I should point out that my Pfsense only has the role of proxy. So it only has the Squid and Squiguard packages installed.
The question I ask myself is: are Squid and Squidguard suitable for the large number of users in my network? I have seen posts saying that they are not recommended for a large number of users, especially Squidquard. Also, what tuning should I do for optimal stability and robustness, always according the number of users I have. I also have to make restrictions on Active Directory groups, which squidguard knows how to do well.Below the Specs of my pfsense
CPU: 4
RAM: 64 GB
DD: 250 GB
NIC: 2x10 GbEI have about 600 users behind the proxy.
Thanks to you
-
Hi, I have 150 proxy users in my network, running on old dual core E5200 & 3GB RAM. CPU usage is avg 5%, RAM 20%, so your HW should handle it.

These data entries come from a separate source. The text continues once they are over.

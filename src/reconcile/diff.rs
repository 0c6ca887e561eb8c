// This file is part of the terraform-provider-previder project
//
// Copyright (C) ANEO, 2024-2024. All rights reserved.
//
// Licensed under the Apache License, Version 2.0 (the "License")
// you may not use this file except in compliance with the License.
// You may obtain a copy of the License at
//
//     http://www.apache.org/licenses/LICENSE-2.0
//
// Unless required by applicable law or agreed to in writing, software
// distributed under the License is distributed on an "AS IS" BASIS,
// WITHOUT WARRANTIES OR CONDITIONS OF ANY KIND, either express or implied.
// See the License for the specific language governing permissions and
// limitations under the License.

use std::collections::BTreeMap;

/// Partition of the keys of two keyed collections
///
/// Keys present on both sides and left unchanged appear in no list.
#[derive(Debug, Clone, PartialEq, Eq)]
pub struct ChangeSet<K> {
    pub to_create: Vec<K>,
    pub to_update: Vec<K>,
    pub to_delete: Vec<K>,
}

impl<K> Default for ChangeSet<K> {
    fn default() -> Self {
        Self {
            to_create: Vec::new(),
            to_update: Vec::new(),
            to_delete: Vec::new(),
        }
    }
}

impl<K> ChangeSet<K> {
    pub fn is_empty(&self) -> bool {
        self.to_create.is_empty() && self.to_update.is_empty() && self.to_delete.is_empty()
    }
}

/// Match observed and desired entries by natural key
///
/// `unchanged` compares the entries sharing a key, `skip_delete` excludes
/// observed entries that must not be deleted again.
pub fn diff_by_key<K, O, D>(
    observed: &BTreeMap<K, O>,
    desired: &BTreeMap<K, D>,
    unchanged: impl Fn(&O, &D) -> bool,
    skip_delete: impl Fn(&O) -> bool,
) -> ChangeSet<K>
where
    K: Ord + Clone,
{
    let mut changes = ChangeSet::default();

    for (key, want) in desired {
        match observed.get(key) {
            None => changes.to_create.push(key.clone()),
            Some(have) if !unchanged(have, want) => changes.to_update.push(key.clone()),
            Some(_) => (),
        }
    }
    for (key, have) in observed {
        if !desired.contains_key(key) && !skip_delete(have) {
            changes.to_delete.push(key.clone());
        }
    }

    changes
}

#[cfg(test)]
mod tests {
    use super::*;

    fn map(entries: &[(&'static str, &'static str)]) -> BTreeMap<&'static str, &'static str> {
        entries.iter().copied().collect()
    }

    #[test]
    fn partitions_by_natural_key() {
        let observed = map(&[("A", "x"), ("B", "y")]);
        let desired = map(&[("B", "y"), ("C", "z")]);

        let changes = diff_by_key(&observed, &desired, |o, d| o == d, |_| false);

        assert_eq!(changes.to_create, vec!["C"]);
        assert!(changes.to_update.is_empty());
        assert_eq!(changes.to_delete, vec!["A"]);
    }

    #[test]
    fn changed_entries_are_updated() {
        let observed = map(&[("disk1", "10"), ("disk2", "20")]);
        let desired = map(&[("disk1", "10"), ("disk2", "40")]);

        let changes = diff_by_key(&observed, &desired, |o, d| o == d, |_| false);

        assert_eq!(
            changes,
            ChangeSet {
                to_create: vec![],
                to_update: vec!["disk2"],
                to_delete: vec![],
            }
        );
    }

    #[test]
    fn terminated_entries_are_not_deleted_again() {
        let observed = map(&[("old", "GRACE_TERMINATED"), ("live", "READY")]);
        let desired = BTreeMap::<&str, &str>::new();

        let changes = diff_by_key(
            &observed,
            &desired,
            |o, d| o == d,
            |o| *o == "GRACE_TERMINATED",
        );

        assert_eq!(changes.to_delete, vec!["live"]);
    }

    #[test]
    fn identical_sides_produce_no_change() {
        let side = map(&[("a", "1"), ("b", "2")]);
        assert!(diff_by_key(&side, &side, |o, d| o == d, |_| false).is_empty());
    }
}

But Squidquard is weak point, by default it set url_rewrite_children 16 startup=8 idle=4 inside Squid advanced options. It's not enough for my users (not enought "processes"), so had to modify it like url_rewrite_children 128 startup=64 idle=32. But ANY time I set something inside Squidquard and press Apply, then default is back and have to set it again... You will probably need to set higher values (not sure what is max) to handle 600 users.
BTW, I also use Squidquard with Microsoft AD, but this functionality will be gone soon, refer to this.
-
@CZvacko feature request created: https://redmine.pfsense.org/issues/10628
-
@viktor_g
Great!
-
in the latest SquidGuard version:
-
@viktor_g
Thanks, installed, function seems to be ok (but upgrading process was problematic this time).